Литмир - Электронная Библиотека
A
A

– Я застрял в Париже надолго и так до Салоник и не добрался. В Париже я прекрасно жил, гораздо лучше, чем прежде, встречался с художниками. Ну и, конечно, влюбился. Без влюбленности у меня ведь никогда ничего не обходится. И писал ей стихи. Я как влюблюсь, так сразу и запою. Правда, скорее петухом, чем соловьем. Но кое-что из этой продукции бывает и удачно…

«Он читает стихотворение за стихотворением, – вспоминает Одоевцева. – Голос его звучит торжественно и гулко в морозной, солнечной, хрупкой тишине:

– Мой биограф будет очень счастлив,
Будет удивляться два часа,
Как осел, перед которым в ясли
Свежего насыпали овса.
Вот и монография готова,
Фолиант почтенной толщины…

и, не дочитав до конца смотрит на меня, улыбаясь:

– Здесь я, признаться, как павлин хвост распустил. Как вам кажется? Вряд ли у меня будут биографы-ищейки. Впрочем, кто его знает? А вдруг суд потомков окажется более справедливым, чем суд современников. Иногда я надеюсь, что обо мне будут писать монографии, а не только три строчки петитом. Ведь все мы мечтаем о посмертной славе. А я, пожалуй, даже больше всех».

XI

Петроградские «волынки». Третий «Цех». Во главе «Союза поэтов». Пушкинские торжества. Листовки Вячеславского. Речь Блока. Агитация на Трубочном заводе. Кронштадтский мятеж. Конфликт с Эриком Голлербахом. Новая экономическая политика в РСФСР.

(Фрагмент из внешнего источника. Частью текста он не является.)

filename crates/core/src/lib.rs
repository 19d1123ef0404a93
#![forbid(unsafe_code)]

pub mod model;
pub mod time;

pub use time::Clock;
mod bank;
mod ids;
mod question;
mod record;
mod review;
mod score;

pub use bank::QuestionBank;
pub use ids::{ParseIdError, QuestionId, SessionId};
pub use question::{AnswerLetter, AnswerOption, Question, QuestionError};
pub use record::{RecordScore, SessionRecord};
pub use review::{IncorrectAnswer, ReviewLog};
pub use score::Score;
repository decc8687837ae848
//! Minimal MLflow tracking-server client: list experiments, list runs,
//! and download a model card artifact from a run.

use anyhow::{Context, Result, anyhow};
use reqwest::blocking::Client;
use serde::{Deserialize, Serialize};
use serde_json::json;
use tracing::{debug, info, warn};

use crate::utils::{HttpConfig, MlflowSelection};

#[derive(Debug, Clone, PartialEq, Serialize, Deserialize)]
pub struct Experiment {
    pub experiment_id: String,
    pub name: String,
    #[serde(default)]
    pub lifecycle_stage: Option<String>,
}

#[derive(Debug, Clone, PartialEq, Serialize, Deserialize)]
pub struct RunInfo {
    pub run_id: String,
    #[serde(default)]
    pub run_name: Option<String>,
    #[serde(default)]
    pub status: Option<String>,
    /// Milliseconds since the epoch.
    #[serde(default)]
    pub start_time: Option<i64>,
}

#[derive(Debug, Deserialize)]
struct ExperimentsResponse {
    #[serde(default)]
    experiments: Vec<Experiment>,
}

#[derive(Debug, Deserialize)]
struct Run {
    info: RunInfo,
}

#[derive(Debug, Deserialize)]
struct RunsResponse {
    #[serde(default)]
    runs: Vec<Run>,
}

/// Split a `runs:/<run_id>/<dir>` model URI into the run id and model card path.
pub fn parse_runs_uri(uri: &str) -> Result<(String, String)> {
    let rest = uri
        .strip_prefix("runs:/")
        .ok_or_else(|| anyhow!("model URI `{uri}` must start with runs:/"))?;
    let (run_id, dir) = rest.split_once('/').unwrap_or((rest, "model"));
    if run_id.is_empty() {
        return Err(anyhow!("model URI `{uri}` has no run id"));
    }
    let dir = match dir.trim_matches('/') {
        "" => "model",
        dir => dir,
    };
    let artifact = if dir.ends_with(".json") {
        dir.to_string()
    } else {
        format!("{dir}/model.json")
    };
    Ok((run_id.to_string(), artifact))
}

pub struct MlflowClient {
    base: String,
    http: Client,
}

impl MlflowClient {
    pub fn new(tracking_uri: &str, config: &HttpConfig) -> Result<Self> {
        let base = tracking_uri.trim().trim_end_matches('/').to_string();
        if base.is_empty() {
            return Err(anyhow!("MLflow tracking URI is empty"));
        }
        Ok(Self {
            base,
            http: crate::input::http_client(config)?,
        })
    }

    fn post<T: for<'de> Deserialize<'de>>(&self, endpoint: &str, body: serde_json::Value) -> Result<T> {
        let url = format!("{}/api/2.0/mlflow/{endpoint}", self.base);
        debug!(%url, "mlflow request");
        let response = self
            .http
            .post(&url)
            .json(&body)
            .send()
            .with_context(|| format!("failed to connect to MLflow at {}", self.base))?;
        let status = response.status();
        if !status.is_success() {
            let text = response.text().unwrap_or_default();
            return Err(anyhow!(
                "MLflow {endpoint} failed with status {}: {}",
                status.as_u16(),
                text.trim()
            ));
        }
        response
            .json()
            .with_context(|| format!("MLflow {endpoint} returned an unexpected payload"))
    }

    pub fn search_experiments(&self) -> Result<Vec<Experiment>> {
        let response: ExperimentsResponse =
            self.post("experiments/search", json!({ "max_results": 1000 }))?;
        info!(count = response.experiments.len(), "listed MLflow experiments");
        Ok(response.experiments)
    }

    /// Runs of one experiment, most recent first.
    pub fn search_runs(&self, experiment_id: &str) -> Result<Vec<RunInfo>> {
        let response: RunsResponse = self.post(
            "runs/search",
            json!({
                "experiment_ids": [experiment_id],
                "order_by": ["attributes.start_time DESC"],
                "max_results": 1000,
            }),
        )?;
        let mut runs: Vec<RunInfo> = response.runs.into_iter().map(|r| r.info).collect();
        runs.sort_by(|a, b| b.start_time.cmp(&a.start_time));
        info!(experiment_id, count = runs.len(), "listed MLflow runs");
        Ok(runs)
    }

    pub fn download_artifact(&self, run_id: &str, path: &str) -> Result<Vec<u8>> {
        let url = format!("{}/get-artifact", self.base);
        let response = self
            .http
            .get(&url)
            .query(&[("path", path), ("run_uuid", run_id)])
            .send()
            .with_context(|| format!("failed to connect to MLflow at {}", self.base))?;
        let status = response.status();
        if !status.is_success() {
            return Err(anyhow!(
                "failed to download artifact {path} of run {run_id}; status code {}",
                status.as_u16()
            ));
        }
        let bytes = response
            .bytes()
            .context("failed to read MLflow artifact body")?;
        info!(run_id, path, bytes = bytes.len(), "downloaded MLflow artifact");
        Ok(bytes.to_vec())
    }

    /// Find the experiment by name, or the first listed one when no name is given.
    pub fn select_experiment(&self, name: Option<&str>) -> Result<Experiment> {
        let experiments = self.search_experiments()?;
        if experiments.is_empty() {
            return Err(anyhow!("no experiments found on {}", self.base));
        }
        match name {
            Some(name) => experiments
                .into_iter()
                .find(|e| e.name == name)
                .ok_or_else(|| anyhow!("experiment `{name}` not found on {}", self.base)),
            None => {
                let first = experiments.into_iter().next();
                first.ok_or_else(|| anyhow!("no experiments found"))
            }
        }
    }

    /// Resolve a selection to a run id and download its model card.
    pub fn fetch_model(&self, selection: &MlflowSelection) -> Result<(String, Vec<u8>)> {
        let run_id = match &selection.run_id {
            Some(run_id) => run_id.clone(),
            None => {
                let experiment = self.select_experiment(selection.experiment.as_deref())?;
                let runs = self.search_runs(&experiment.experiment_id)?;
                let latest = runs.into_iter().next().ok_or_else(|| {
                    warn!(experiment = %experiment.name, "experiment has no runs");
                    anyhow!("no runs available in experiment `{}`", experiment.name)
                })?;
                info!(experiment = %experiment.name, run_id = %latest.run_id, "selected latest run");
                latest.run_id
            }
        };
        let bytes = self.download_artifact(&run_id, &selection.artifact_path)?;
        Ok((run_id, bytes))
    }
}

Говорили так: решил-де Троцкий на святках погадать: чем же кончится Российская Советская Федеративная Республика. «А какой у РСФСР знак в гербе?» – спросила гадалка. – «Молот-серп». – «Ну так прочти с конца – и узнаешь, чем она кончится!» С конца вышло: «Прес-толом». Прочел Троцкий, задумался, опечалился – вот теперь продуктов никаких и не выдают… Зимой 1921 года хлебный паек для рабочих Петрограда был урезан до одного фунта в день (о прочем пайковом провианте говорить не имело смысла – кошку не прокормишь). А на заводское жалованье в 9–10 тысяч «ленинок» никто разгуляться не мог: у спекулянтов-мешочников хлебный фунт стоил полторы тысячи рублей.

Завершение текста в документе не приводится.